Charles Spurgeon Smith (August 29, 1886 – August 1, 1952) was an American football coach, college athletics administrator, and professor. He served as the head football coach at Southwest Texas State Normal School—now known as Texas State University–from 1913 to 1915, compiling a record of 11–13–2.

Smith was born on August 29, 1886, in Columbus, Texas. He graduated from Baylor University with a Bachelor of Science degree in 1910 and earned a master's degree in 1921 and doctorate in 1928 from the University of Chicago.
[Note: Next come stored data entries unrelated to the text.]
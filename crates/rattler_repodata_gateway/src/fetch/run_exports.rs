//! This module provides functionality to download and cache `run_exports.json` from a remote location.

use std::path::PathBuf;
use url::Url;

use super::{CacheAction, CachedData, FetchError, Options, ProgressFunc, Variant, _fetch_data};

#[derive(Default)]
/// run_export variants
pub struct RunExportsVariants;
impl Variant for RunExportsVariants {
    fn file_name(&self) -> &'static str {
        "run_exports.json"
    }
}

impl Default for Options<RunExportsVariants> {
    fn default() -> Self {
        Self {
            cache_action: CacheAction::default(),
            variant: RunExportsVariants::default(),
            jlap_enabled: false,
            zstd_enabled: true,
            bz2_enabled: true,
        }
    }
}

/// Fetch a data file for the given channel platform url.
/// The result is cached on disk using the HTTP cache headers returned from the server.
///
/// The successful result of this function also returns a lockfile which ensures that both the state
/// and the run_exports that is pointed to remain in sync. However, not releasing the lockfile (by
/// dropping it) could block other threads and processes, it is therefore advisable to release it as
/// quickly as possible.
///
/// This method implements several different methods to download the run_exports.json file from the
/// remote:
///
/// * If a `file.json.zst` file is available in the same directory that file is downloaded
///   and decompressed.
/// * If a `file.json.bz2` file is available in the same directory that file is downloaded
///   and decompressed.
/// * Otherwise the regular `file.json` file is downloaded.
///
/// The checks to see if a `.zst` and/or `.bz2` file exist are performed by doing a HEAD request to
/// the respective URLs. The result of these are cached.
pub async fn fetch_run_exports(
    channel_platform_url: Url,
    client: reqwest_middleware::ClientWithMiddleware,
    cache_path: PathBuf,
    options: Options<RunExportsVariants>,
    progress: Option<ProgressFunc>,
) -> Result<CachedData, FetchError> {
    _fetch_data(channel_platform_url, client, cache_path, options, progress).await
}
Smith began his teaching and coaching career in 1910 at Lockhart High School in Lockhart, Texas, where he was principal, football coach, and a science teacher. He moved to Cuero, Texas in 1912 to take a similar position with a high school there. Smith joined the faculty at Southwest Texas State in 1913 and was appointed head of the biology department around 1915. He trained as a United States Army officer in San Antonio and served as a first lieutenant in the 345th Field Artillery Regiment of the 90th Infantry Division in France during World War I.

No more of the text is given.